DoIT and its ERP were the foundation of former Gov. Bruce Rauner’s efforts to modernize IT in Illinois. He signed an executive order to create DoIT in 2016, which consolidated the state’s IT functions into a single agency. The state’s chief information officer at the time, Hardik Bhatt, embraced the project, noting that that the state was still using systems built in the 1970s and that an IT consolidation project was long overdue.
But from the beginning, the report says, the agency stumbled.
DoIT did not meet the terms of Rauner’s order, the report found, noting a “failure to timely and fully consolidate IT functions, employees, assets, and funds.” More than a third of state agencies had not transferred their personnel to DoIT as of June 2018, according to the report. Even more had not transferred their IT assets to the agency.
The report’s findings were not news to the Illinois Office of the Comptroller, which oversees the state’s finances. Abdon Pallasch, the office’s communications director, told StateScoop that the comptroller’s office has raised alarms about DoIT since 2017. DoIT, Pallasch said, had been refusing to give explanations for the bills it was submitting for the ERP project, which he said was unusual.
“It’s not normal. You want $400 million in taxpayer money? You have to justify it. What is it being spent on, what are the deliverables? What is the progress you’ve made? What are the benchmarks?” Pallasch said. DoIT, he said, “refused to answer those questions.”
After Susana Mendoza took over as Illinois’ comptroller in December 2016, Pallasch said that DoIT shut her office out of its planning for the ERP project. Per Pallasch, DoIT said it was “giving [the comptroller’s office] back the gift of our time,” though he declined to speculate further on DoIT’s motives.
Mendoza refused to approve DoIT’s voucher payments until the agency submitted explanations for the bills, which it did not do. By June 2018, according to the report, those held payments amounted to $125 million — and had accrued $20.6 million in late-payment interest. By this time, Illinois’ top cybersecurity official, Kirk Lonbom, had been promoted to the CIO role after Bhatt stepped down for a position at Amazon. Lonbom would retire in December.

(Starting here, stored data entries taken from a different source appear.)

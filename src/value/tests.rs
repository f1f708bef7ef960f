use std::fs::File;
use std::os::fd::{AsRawFd, OwnedFd};

use crate::{Signature, Value};

use super::{same_open_file, signature_of};

fn sig(s: &str) -> crate::OwnedSignature {
    Signature::new(s.as_bytes()).unwrap().to_owned()
}

fn open_fd() -> OwnedFd {
    OwnedFd::from(File::open("/dev/null").unwrap())
}

#[test]
fn signatures() {
    assert_eq!(Value::Byte(1).signature(), *Signature::new(b"y").unwrap());
    assert_eq!(Value::Double(1.0).signature(), *Signature::new(b"d").unwrap());
    assert_eq!(
        Value::ByteArray(vec![1, 2]).signature(),
        *Signature::new(b"ay").unwrap()
    );
    assert_eq!(
        Value::Array(sig("ai"), Vec::new()).signature(),
        *Signature::new(b"aai").unwrap()
    );
    assert_eq!(
        Value::Dict(sig("s"), sig("v"), Vec::new()).signature(),
        *Signature::new(b"a{sv}").unwrap()
    );
    assert_eq!(
        Value::Struct(vec![
            Value::Int32(1),
            Value::Variant(Box::new(Value::String("x".into()))),
        ])
        .signature(),
        *Signature::new(b"(iv)").unwrap()
    );
    assert_eq!(
        signature_of(&[Value::Int32(1), Value::String("x".into())]),
        *Signature::new(b"is").unwrap()
    );
}

#[test]
fn structural_equality() {
    let a = Value::Struct(vec![Value::Int32(1), Value::String("x".into())]);
    let b = Value::Struct(vec![Value::Int32(1), Value::String("x".into())]);
    assert_eq!(a, b);

    let c = Value::Struct(vec![Value::Int32(2), Value::String("x".into())]);
    assert_ne!(a, c);

    // Same element values under different array types are distinct.
    let d = Value::Array(sig("i"), vec![]);
    let e = Value::Array(sig("u"), vec![]);
    assert_ne!(d, e);
}

#[test]
fn deep_dup_plain() {
    let value = Value::Array(
        sig("(is)"),
        vec![Value::Struct(vec![Value::Int32(7), Value::String("x".into())])],
    );

    let dup = value.deep_dup().unwrap();
    assert_eq!(value, dup);
}

#[test]
fn deep_dup_duplicates_fds() {
    let fd = open_fd();
    let raw = fd.as_raw_fd();

    let value = Value::Struct(vec![
        Value::Int32(1),
        Value::Fd(fd),
        Value::Variant(Box::new(Value::Fd(open_fd()))),
    ]);

    let dup = value.deep_dup().unwrap();

    let Value::Struct(orig_elements) = &value else {
        unreachable!()
    };
    let Value::Struct(dup_elements) = &dup else {
        unreachable!()
    };

    let (Value::Fd(orig), Value::Fd(new)) = (&orig_elements[1], &dup_elements[1]) else {
        panic!("expected fds");
    };

    // A fresh handle referencing the same open file.
    assert_ne!(new.as_raw_fd(), raw);
    assert!(same_open_file(orig, new));

    let (Value::Variant(orig), Value::Variant(new)) = (&orig_elements[2], &dup_elements[2])
    else {
        panic!("expected variants");
    };

    let (Value::Fd(orig), Value::Fd(new)) = (&**orig, &**new) else {
        panic!("expected fds in variants");
    };

    assert!(same_open_file(orig, new));
}

#[test]
fn deep_dup_fd_array() {
    let value = Value::Array(sig("h"), vec![Value::Fd(open_fd()), Value::Fd(open_fd())]);
    let dup = value.deep_dup().unwrap();

    let (Value::Array(_, orig), Value::Array(_, new)) = (&value, &dup) else {
        unreachable!()
    };

    for (a, b) in orig.iter().zip(new) {
        let (Value::Fd(a), Value::Fd(b)) = (a, b) else {
            panic!("expected fds");
        };

        assert!(same_open_file(a, b));
    }
}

That same year, DoIT did not report the costs for a $44.8 million fiber optic network, did not record $19 million worth of equipment from transferring agencies, and was unable to provide the purchase prices or dates for 2,305 pieces of equipment, the report says.
Such oversights have raised security concerns. DoIT could not determine whether 14 of the 17 missing computers that the auditor’s office identified had stored confidential information. It also could not provide an accurate count of its service providers or its servers to the auditor’s office — many of which, the report found, do not comply with IT security standards.
Whether or not these security deficiencies have led to breaches or other problems is unclear. “We did not note any specific data losses or specific security threats in our audit testing for that period,” the Illinois’ auditor’s office wrote in an email to StateScoop.
DoIT said in the report that it did not dispute the findings of the audit, and had implemented measures to bring the department in compliance with standards. The agency did not return StateScoop’s request for comment.
For Pallasch and the Office of the Comptroller, answers from DoIT arrived in April following a change in the agency’s leadership. Illinois Gov. J. B. Pritzker, who assumed office in January, named former Toyota executive Ron Guerrier as the head of DoIT and state CIO in March. DoIT began to provide documentation for its old vouchers, allowing the comptroller to start approving the agency’s bills.
“We’re on a much better path. The problems are largely being solved,” Pallasch said.
The auditor’s office said it will keep an eye on DoIT over the next two years, following up with another report that it will release after June 2020.